Monday, August 5, 2013

Arthritis Treatment: Psoriatic Arthritis - Background and Finally Getting Some Respect

One common form of arthritis that has been relatively ignored until recently is psoriatic arthritis. It is a systemic inflammatory destructive form of arthritis that is perhaps second only to rheumatoid arthritis in its ability to cause disability.

It is often described as a mixed disease since unlike rheumatoid arthritis which is purely a destructive breakdown disease that causes bone loss, joint erosions, and joint destruction, psoriatic arthritis (PA), also causes new bone formation.

The types of systemic features that accompany this condition are also unique in that inflammatory bowel disease, eye inflammation (uveitis), and psoriasis tend to accompany this type of arthritis.

Another unique feature of the disease is the presence of enthesopathy, a localized inflammation at the site where the tendons attach to bone. Areas where this commonly occurs are the Achilles tendon, lateral epicondyle of the elbow, iliac crest, patellar tendon of the knee, plantar fascia of the heel, and the lateral hip.

In addition, PA often presents with a peculiar condition called dactylitis. This occurs when the joints and tendon of a single digit or a few digits become acutely inflamed. This presentation is a hallmark of the disease.

Patients with PA also have co-morbid conditions that can affect the disease. Examples include, high blood pressure, obesity, diabetes, elevated lipids, and heart disease.

Treatments for psoriatic arthritis are not nearly as agreed upon as those for rheumatoid arthritis.

While non-steroidal anti-inflammatory drugs (NSIADS) may be useful for early symptomatic relief, they are ineffective in regards to slowing disease progression.
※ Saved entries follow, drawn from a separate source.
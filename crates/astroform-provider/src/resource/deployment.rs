use super::{ManagedResource, gone_on_not_found, model_id, non_empty_option};
use crate::context::ProviderContext;
use crate::model::{DeploymentModel, EnvironmentVariableModel, WorkerQueueModel};
use crate::reconcile::reconcile_deployment;
use crate::validate::validate_deployment;
use astroform_api::{
    DeploymentApi, DeploymentCreateRequest, DeploymentUpdateRequest, EnvironmentVariableRequest,
    WorkerQueue,
};
use astroform_cloud::{
    CancellationToken, ConvergencePolicy, ResourceApi, ResourceKind, Result, wait_for_terminal,
};
use async_trait::async_trait;

pub struct DeploymentResource {
    api: DeploymentApi,
    policy: ConvergencePolicy,
}

impl DeploymentResource {
    pub fn new(context: &ProviderContext) -> Self {
        Self {
            api: context.client().deployments(),
            policy: context.policy(ResourceKind::Deployment).clone(),
        }
    }
}

#[async_trait]
impl ManagedResource for DeploymentResource {
    type Model = DeploymentModel;

    fn kind(&self) -> ResourceKind {
        ResourceKind::Deployment
    }

    async fn create(
        &self,
        plan: &DeploymentModel,
        cancel: &CancellationToken,
    ) -> Result<DeploymentModel> {
        validate_deployment(plan)?;

        let created = self.api.create(&create_request(plan)).await?;
        tracing::info!("Created deployment {} ({})", created.id, created.status);

        let converged = wait_for_terminal(&self.api, created, &self.policy, cancel).await?;
        reconcile_deployment(Some(plan), &converged)
    }

    async fn read(&self, state: &DeploymentModel) -> Result<Option<DeploymentModel>> {
        let id = model_id(ResourceKind::Deployment, &state.id)?;
        match gone_on_not_found(ResourceKind::Deployment, id, self.api.get(id).await)? {
            Some(remote) => reconcile_deployment(Some(state), &remote).map(Some),
            None => Ok(None),
        }
    }

    async fn update(
        &self,
        plan: &DeploymentModel,
        cancel: &CancellationToken,
    ) -> Result<DeploymentModel> {
        let id = model_id(ResourceKind::Deployment, &plan.id)?;
        validate_deployment(plan)?;

        let updated = self.api.update(id, &update_request(plan)).await?;
        let converged = wait_for_terminal(&self.api, updated, &self.policy, cancel).await?;
        reconcile_deployment(Some(plan), &converged)
    }

    async fn delete(&self, state: &DeploymentModel) -> Result<()> {
        let id = model_id(ResourceKind::Deployment, &state.id)?;
        self.api.delete(id).await
    }

    async fn import(&self, id: &str) -> Result<DeploymentModel> {
        let remote = self.api.get(id).await?;
        reconcile_deployment(None, &remote)
    }
}

fn create_request(plan: &DeploymentModel) -> DeploymentCreateRequest {
    DeploymentCreateRequest {
        astro_runtime_version: plan.astro_runtime_version.clone(),
        cloud_provider: plan.cloud_provider.map(|p| p.as_str().to_string()),
        cluster_id: non_empty_option(&plan.cluster_id),
        contact_emails: plan.contact_emails.clone(),
        default_task_pod_cpu: plan.default_task_pod_cpu.clone(),
        default_task_pod_memory: plan.default_task_pod_memory.clone(),
        description: plan.description.clone(),
        environment_variables: environment_variables(&plan.environment_variables),
        executor: plan.executor.as_str().to_string(),
        is_cicd_enforced: plan.is_cicd_enforced,
        is_dag_deploy_enabled: plan.is_dag_deploy_enforced,
        is_high_availability: plan.is_high_availability,
        name: plan.name.clone(),
        region: non_empty_option(&plan.region),
        resource_quota_cpu: plan.resource_quota_cpu.clone(),
        resource_quota_memory: plan.resource_quota_memory.clone(),
        scheduler_size: plan.scheduler_size.as_str().to_string(),
        deployment_type: plan.deployment_type.as_str().to_string(),
        worker_queues: worker_queues(&plan.worker_queues),
        workspace_id: plan.workspace_id.clone(),
    }
}

fn update_request(plan: &DeploymentModel) -> DeploymentUpdateRequest {
    DeploymentUpdateRequest {
        contact_emails: plan.contact_emails.clone(),
        default_task_pod_cpu: plan.default_task_pod_cpu.clone(),
        default_task_pod_memory: plan.default_task_pod_memory.clone(),
        description: plan.description.clone(),
        environment_variables: environment_variables(&plan.environment_variables),
        executor: plan.executor.as_str().to_string(),
        is_cicd_enforced: plan.is_cicd_enforced,
        is_dag_deploy_enabled: plan.is_dag_deploy_enforced,
        is_high_availability: plan.is_high_availability,
        name: plan.name.clone(),
        resource_quota_cpu: plan.resource_quota_cpu.clone(),
        resource_quota_memory: plan.resource_quota_memory.clone(),
        scheduler_size: plan.scheduler_size.as_str().to_string(),
        deployment_type: Some(plan.deployment_type.as_str().to_string()),
        worker_queues: worker_queues(&plan.worker_queues),
        workload_identity: non_empty_option(&plan.workload_identity),
        workspace_id: plan.workspace_id.clone(),
    }
}

fn environment_variables(
    variables: &[EnvironmentVariableModel],
) -> Vec<EnvironmentVariableRequest> {
    variables
        .iter()
        .map(|v| EnvironmentVariableRequest {
            is_secret: v.is_secret,
            key: v.key.clone(),
            value: v.value.clone(),
        })
        .collect()
}

/// Existing queues are addressed by id so the platform updates them in place
fn worker_queues(queues: &[WorkerQueueModel]) -> Vec<WorkerQueue> {
    queues
        .iter()
        .map(|q| WorkerQueue {
            astro_machine: q.astro_machine.clone().unwrap_or_default(),
            id: q.id.clone().unwrap_or_default(),
            is_default: q.is_default,
            max_worker_count: q.max_worker_count,
            min_worker_count: q.min_worker_count,
            name: q.name.clone(),
            node_pool_id: q.node_pool_id.clone().unwrap_or_default(),
            worker_concurrency: q.worker_concurrency,
            ..Default::default()
        })
        .collect()
}

#[cfg(test)]
mod tests {
    use super::*;
    use crate::model::{CloudProvider, DeploymentType, Executor, SchedulerSize};

    fn plan() -> DeploymentModel {
        DeploymentModel {
            id: Some("dep-1".to_string()),
            name: "etl".to_string(),
            description: "nightly".to_string(),
            workspace_id: "ws-1".to_string(),
            astro_runtime_version: "9.1.0".to_string(),
            deployment_type: DeploymentType::Standard,
            executor: Executor::Celery,
            scheduler_size: SchedulerSize::Medium,
            cloud_provider: Some(CloudProvider::Gcp),
            cluster_id: Some(String::new()),
            region: Some("us-central1".to_string()),
            default_task_pod_cpu: "0.25".to_string(),
            default_task_pod_memory: "0.5Gi".to_string(),
            resource_quota_cpu: "10".to_string(),
            resource_quota_memory: "20Gi".to_string(),
            is_cicd_enforced: true,
            is_dag_deploy_enforced: true,
            is_high_availability: false,
            contact_emails: vec!["ops@example.com".to_string()],
            worker_queues: vec![WorkerQueueModel {
                name: "default".to_string(),
                astro_machine: Some("A5".to_string()),
                is_default: true,
                max_worker_count: 10,
                min_worker_count: 1,
                worker_concurrency: 16,
                id: Some("wq-1".to_string()),
                pod_cpu: Some("1".to_string()),
                ..Default::default()
            }],
            environment_variables: vec![EnvironmentVariableModel {
                key: "API_KEY".to_string(),
                value: "s3cret".to_string(),
                is_secret: true,
                updated_at: None,
            }],
            workload_identity: None,
            external_ips: vec![],
        }
    }

    #[test]
    fn test_create_request_from_plan() {
        let request = create_request(&plan());
        assert_eq!(request.cloud_provider.as_deref(), Some("GCP"));
        assert_eq!(request.cluster_id, None);
        assert_eq!(request.region.as_deref(), Some("us-central1"));
        assert_eq!(request.executor, "CELERY");
        assert_eq!(request.scheduler_size, "MEDIUM");
        assert_eq!(request.deployment_type, "STANDARD");
        assert!(request.is_dag_deploy_enabled);
        assert_eq!(request.environment_variables[0].value, "s3cret");
    }

    #[test]
    fn test_update_request_sends_secret_values_and_queue_ids() {
        let request = update_request(&plan());
        assert_eq!(request.environment_variables[0].value, "s3cret");
        assert!(request.environment_variables[0].is_secret);
        assert_eq!(request.worker_queues[0].id, "wq-1");
        assert_eq!(request.worker_queues[0].pod_cpu, "");
        assert_eq!(request.deployment_type.as_deref(), Some("STANDARD"));
    }

    #[test]
    fn test_requests_size_scheduler_by_name_only() {
        let create = serde_json::to_value(create_request(&plan())).unwrap();
        let update = serde_json::to_value(update_request(&plan())).unwrap();
        for body in [create, update] {
            assert_eq!(body["schedulerSize"], "MEDIUM");
            assert!(body.get("scheduler").is_none());
        }
    }
}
Second line drugs, called disease-modifying anti-rheumatic drugs (DMARDS), while often used in a similar fashion to the way they're used in rheumatoid arthritis, are not nearly as effective. For example, the DMARD of choice in rheumatoid arthritis is methotrexate. While this drug works in some cases of psoriatic arthritis, its results are not as predictable. Also, it appears that patients with this condition may be at more risk for liver toxicity due to methotrexate.

Plaquenil, another DMARD that is used for RA, rarely is effective for the disease.

Sulfasalazine (Azulfidine), has been used with some success but again, the results are not as predictable or dependable.

The only group of medicines that appears to work well for psoriatic arthritis in a predicable fashion are the TNF inhibitors. There is some debate that certain TNF inhibitors work better for the skin than others. This is the subject of continued investigation.

Other biologic treatments are in the pipeline.